Wang et al. (2015) emphasized the development of real-time environment monitoring to maintain the safety and quality of perishable food products. Transportation and storage conditions, such as the state of motion of the transporting vehicle, vibrations, unexpected fall, loading, unloading, and power management in non-joined status, are critical factors affecting value added attributes of food products. Although installed thermometers and humidity sensors capture the macroscopic environment in warehouses and vehicles, they fail to provide continuous and microscopic information. The categories and their respective information attribute characteristics in a food supply chain are as follows: (i) environmental conditions: temperature, humidity, and carbon dioxide concentration; (ii) state of motion: abnormal vibration, unexpected fall, excessive tilt, and illegal opening; (iii) location: geographical positioning system (GPS) and (iv) network status: voltage network topology.

Various studies have employed databases and online application of temperature monitoring through the application of temperature monitoring technologies. Thakur and Forås (2015) developed an approach for online temperature monitoring and traceability in a cold chain. Electronic Product Code Information Services (EPCIS), a web-based temperature monitoring system, was deployed during various phases of product flow for monitoring temperature and tracking. Gogou et al. (2015) developed a cold chain database (CCD) tool to manage and evaluate food products. The tool estimated the product shelf life on the basis of existing or user-defined kinetic data. Grunow and Piramuthu (2013) estimated the remaining product shelf life using radio frequency identification (RFID) for waste reduction. Applicability of RFID use among retailers, distributors, and customers was compared with barcode using return on investment as a (ROI) measure. Derens-Bertheau et al. (2015) used the real-time-temperature profile of a Frisbee field test to measure the time–temperature performance of chilled food.

2.4 Summary of research gaps

An analysis of the literature provided the following insights into the unexplored area of the location–allocation problem in cold chain configuration, which requires development to preserve value by ensuring acceptable shelf life quality (Wang and Shih 2016) and emphasizing specific storage requirements (Saif and Elhedhli 2016; Zanoni and Zavanella 2012): First, the necessity to characterize cold chain service requirement on the basis of the product level (Fredriksson and Liljestrand 2015) with emphasis on addition of touch points to avoid wastage and uninterrupted supply; second, the misinterpretation of information, because of different temperature requirements at various stages (Arduino et al. 2015), and asymmetric information and decentralized control (Mason and Villalobos 2015) require coordination with an initiative originating from mature downstream members; finally, the necessity to monitor the temperature-time relationship requires the sophisticated use of technology to ensure safety and quality of products. However, most studies (Wang et al. 2015; Thakur and Forås 2015; Gogou et al. 2015; Grunow and Piramuthu 2013; Derens-Bertheau et al. 2015 have been conducted at an operational level and not at a planning level. The incorporation of perishability and deterioration at the planning stage would facilitate the design of a robust system and form a suitable framework for incorporating such technologies.

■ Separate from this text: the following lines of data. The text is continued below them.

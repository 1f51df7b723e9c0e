//! Database connection pool setup.

use crate::error::Result;
use sqlx::migrate::Migrator;
use sqlx::sqlite::{SqliteConnectOptions, SqliteJournalMode, SqlitePool, SqlitePoolOptions};
use std::str::FromStr;
use std::time::Duration;

/// Embedded migrations, run at startup and by the test harness
pub static MIGRATOR: Migrator = sqlx::migrate!();

/// Create a new database connection pool
pub async fn create_pool(database_url: &str) -> Result<SqlitePool> {
    // WAL + busy timeout so concurrent counter updates serialize instead of
    // failing with SQLITE_BUSY.
    let options = SqliteConnectOptions::from_str(database_url)?
        .create_if_missing(true)
        .journal_mode(SqliteJournalMode::Wal)
        .busy_timeout(Duration::from_secs(5));

    let pool = SqlitePoolOptions::new()
        .max_connections(5)
        .acquire_timeout(Duration::from_secs(30))
        .connect_with(options)
        .await?;

    Ok(pool)
}
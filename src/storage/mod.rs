//! Blob storage.

pub mod filesystem;

use async_trait::async_trait;
use bytes::Bytes;
use tokio::io::AsyncRead;

use crate::error::Result;

pub use filesystem::FilesystemStorage;

/// Storage backend trait
///
/// Keys are server-generated (`<record-id>/<filename>`), never raw client
/// input, so two concurrent uploads can never contend for the same path.
#[async_trait]
pub trait StorageBackend: Send + Sync {
    /// Store content under the given key
    async fn put(&self, key: &str, content: Bytes) -> Result<()>;

    /// Retrieve full content by key
    async fn get(&self, key: &str) -> Result<Bytes>;

    /// Open content for chunked reading
    async fn open(&self, key: &str) -> Result<Box<dyn AsyncRead + Send + Unpin>>;

    /// Check if key exists
    async fn exists(&self, key: &str) -> Result<bool>;

    /// Get content size without fetching content
    async fn size(&self, key: &str) -> Result<u64>;

    /// Delete content by key
    async fn delete(&self, key: &str) -> Result<()>;
}
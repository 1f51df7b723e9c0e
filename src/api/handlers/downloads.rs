//! Download handler - consent-gated, counted blob downloads.

use axum::extract::{Query, State};
use serde::Deserialize;

use crate::api::attachment::AttachmentResponse;
use crate::api::SharedState;
use crate::error::{AppError, Result};

#[derive(Debug, Deserialize)]
pub struct DownloadParams {
    pub id: Option<String>,
    pub agree: Option<String>,
}

/// Stream a project's archive after the client has agreed to the terms.
///
/// The consent flag must literally be `"true"`; anything else is rejected
/// before the record is even looked up, so a refused download never touches
/// the counter.
pub async fn download_project(
    State(state): State<SharedState>,
    Query(params): Query<DownloadParams>,
) -> Result<AttachmentResponse> {
    let id = match params.id.as_deref() {
        Some(id) if !id.is_empty() => id,
        _ => return Err(AppError::Validation("Project id is required".to_string())),
    };

    if params.agree.as_deref() != Some("true") {
        return Err(AppError::Forbidden(
            "Harus menyetujui syarat sebelum download".to_string(),
        ));
    }

    let service = state.create_project_service();
    let download = service.download(id).await?;

    Ok(AttachmentResponse::zip(
        download.reader,
        download.project.name,
        download.size,
    ))
}
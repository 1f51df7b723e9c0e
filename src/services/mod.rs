//! Business logic services.

pub mod project_service;

pub use project_service::ProjectService;
//! Attachment response helper.
//!
//! Streams a blob back to the client in bounded chunks instead of buffering
//! the whole payload, with the download headers the frontend expects.

use axum::body::Body;
use axum::http::header::{CONTENT_DISPOSITION, CONTENT_LENGTH, CONTENT_TYPE};
use axum::http::StatusCode;
use axum::response::{IntoResponse, Response};
use tokio::io::AsyncRead;
use tokio_util::io::ReaderStream;

/// A streamed `Content-Disposition: attachment` response
pub struct AttachmentResponse {
    reader: Box<dyn AsyncRead + Send + Unpin>,
    filename: String,
    content_type: &'static str,
    size: u64,
}

impl AttachmentResponse {
    /// Serve a zip archive as an attachment
    pub fn zip(reader: Box<dyn AsyncRead + Send + Unpin>, filename: impl Into<String>, size: u64) -> Self {
        Self {
            reader,
            filename: filename.into(),
            content_type: "application/zip",
            size,
        }
    }
}

impl IntoResponse for AttachmentResponse {
    fn into_response(self) -> Response {
        let body = Body::from_stream(ReaderStream::new(self.reader));

        Response::builder()
            .status(StatusCode::OK)
            .header(CONTENT_TYPE, self.content_type)
            .header(CONTENT_LENGTH, self.size)
            .header(
                CONTENT_DISPOSITION,
                format!("attachment; filename={}", self.filename),
            )
            .body(body)
            .unwrap()
    }
}
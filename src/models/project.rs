//! Project model and tag codecs.

use chrono::{DateTime, Utc};
use serde::Serialize;
use sqlx::FromRow;

/// Initial status assigned at upload. Nothing transitions a record away from
/// this value yet; `ProjectService::set_status` is the hook for when
/// something does.
pub const STATUS_PROCESSING: &str = "Processing";

/// Project entity, one row per uploaded archive
#[derive(Debug, Clone, FromRow)]
pub struct Project {
    pub id: String,
    pub name: String,
    pub description: String,
    pub long_description: Option<String>,
    pub size_bytes: i64,
    pub upload_date: DateTime<Utc>,
    /// Raw persisted tag scalar; see [`parse_tags`]
    pub tags: String,
    pub download_count: i64,
    pub status: String,
    pub file_url: String,
}

impl Project {
    /// Storage key for this record's blob. Blobs are namespaced by record id
    /// so client-supplied filenames can never collide or escape the store.
    pub fn storage_key(&self) -> String {
        format!("{}/{}", self.id, self.name)
    }
}

/// Wire representation of a project record
#[derive(Debug, Clone, Serialize)]
#[serde(rename_all = "camelCase")]
pub struct ProjectResponse {
    pub id: String,
    pub name: String,
    pub description: String,
    pub long_description: String,
    #[serde(rename = "size")]
    pub size_bytes: i64,
    pub upload_date: DateTime<Utc>,
    pub tags: Vec<String>,
    pub download_count: i64,
    pub status: String,
    pub file_url: String,
}

impl From<Project> for ProjectResponse {
    fn from(p: Project) -> Self {
        let tags = parse_tags(&p.tags);
        Self {
            id: p.id,
            name: p.name,
            description: p.description,
            long_description: p.long_description.unwrap_or_default(),
            size_bytes: p.size_bytes,
            upload_date: p.upload_date,
            tags,
            download_count: p.download_count,
            status: p.status,
            file_url: p.file_url,
        }
    }
}

/// Normalize the persisted tag scalar into a list.
///
/// The column holds a JSON array written by [`split_tags`], but legacy rows
/// may carry a bare freeform string. An empty scalar reads as no tags; an
/// unparseable scalar reads as a single tag rather than failing the request.
pub fn parse_tags(raw: &str) -> Vec<String> {
    if raw.trim().is_empty() {
        return Vec::new();
    }
    match serde_json::from_str::<Vec<String>>(raw) {
        Ok(tags) => tags,
        Err(_) => vec![raw.to_string()],
    }
}

/// Split a freeform tags form field ("go, web") into trimmed, non-empty labels.
pub fn split_tags(input: &str) -> Vec<String> {
    input
        .split(',')
        .map(str::trim)
        .filter(|t| !t.is_empty())
        .map(str::to_string)
        .collect()
}
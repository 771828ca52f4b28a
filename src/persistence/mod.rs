//! Persistence Module
//!
//! Keeps the store on disk as two plain text files:
//!
//! ```text
//! data.txt            expiry.txt
//! ─────────           ──────────────────
//! name:Ariz           session:1767225600
//! session:token123
//! ```
//!
//! One `key:value` line per key in the data file, and one
//! `key:unix_seconds` line per key that has a TTL in the expiry file.
//! Keys must not contain `:` or a newline and values must not contain a
//! newline; nothing is escaped.
//!
//! The store is loaded once at startup ([`load`]) and rewritten from scratch
//! every sync interval by [`PersistenceSync`], which also writes a final
//! dump when it is shut down.

pub mod snapshot;
pub mod sync;

pub use snapshot::{load, save, Clock};
pub use sync::PersistenceSync;

use std::io;
use std::path::PathBuf;
use std::time::Duration;
use thiserror::Error;

/// Where and how often the store is persisted.
#[derive(Debug, Clone, PartialEq, Eq)]
pub struct PersistenceConfig {
    /// File holding `key:value` lines
    pub data_path: PathBuf,
    /// File holding `key:unix_seconds` lines
    pub expiry_path: PathBuf,
    /// Time between dumps
    pub interval: Duration,
}

impl Default for PersistenceConfig {
    fn default() -> Self {
        Self {
            data_path: PathBuf::from(crate::DEFAULT_DATA_FILE),
            expiry_path: PathBuf::from(crate::DEFAULT_EXPIRY_FILE),
            interval: crate::DEFAULT_SYNC_INTERVAL,
        }
    }
}

/// Errors reading or writing the persisted files.
#[derive(Debug, Error)]
pub enum PersistenceError {
    #[error("failed to read {}: {source}", path.display())]
    Read { path: PathBuf, source: io::Error },

    #[error("failed to write {}: {source}", path.display())]
    Write { path: PathBuf, source: io::Error },
}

The accumulation of extensive quantum diverse datasets in an analytics environment requires decision makers to devise a mechanism for integrating the two aspects in the evaluation of alternatives. Hazen et al. (2016) suggested the need to bridge the gap between operations research/supply chain management and big data analytics by synergizing decision-making with quantitative results, transitioning to business analytics, enhancing data quality, diversifying team structure, and defining a structured plan for alternative selection. Recent research on big data sets in the operations management domain includes the studies by Wang et al. (2016) which focused on developing a capacitated network design to locate distribution centers for scattered demand points and Tail and Singh (2016) which focused on the facility layout problem. Aloysius et al. (2016) investigated the role of technology enablers and privacy inhibitors in big data customer transactions in the realization of competitive advantage by retailers. The role of decision-making is altered with the advent of big data, and reading relevant information is an asset that is expected to assist in achieving the appropriate results for gaining a competitive advantage.

The location–allocation problem is a long-range decision problem with high initial investment (Owen and Daskin 1998); the addition of product-related aspects (Wutthisirisart et al. 2015) in site selection and allocation requires more attention. Few studies (e.g., Ghaderi and Jabalameli 2013) have used period data to investigate location–allocation problems under different environments, thereby complicating the use of such data in cold chain configuration with a longitudinal product characteristic (shelf life). The use of a seed or potential locations as input parameters in the model is expected to not only lead to more practical results by avoiding the possible selection of forbidden locations (Drexl and Schneider 2015) but also to simplify the modeling of such problems. The attributes of cold chain storage requirements and coordination aspects are illustrated in Tables 1 and 2, respectively.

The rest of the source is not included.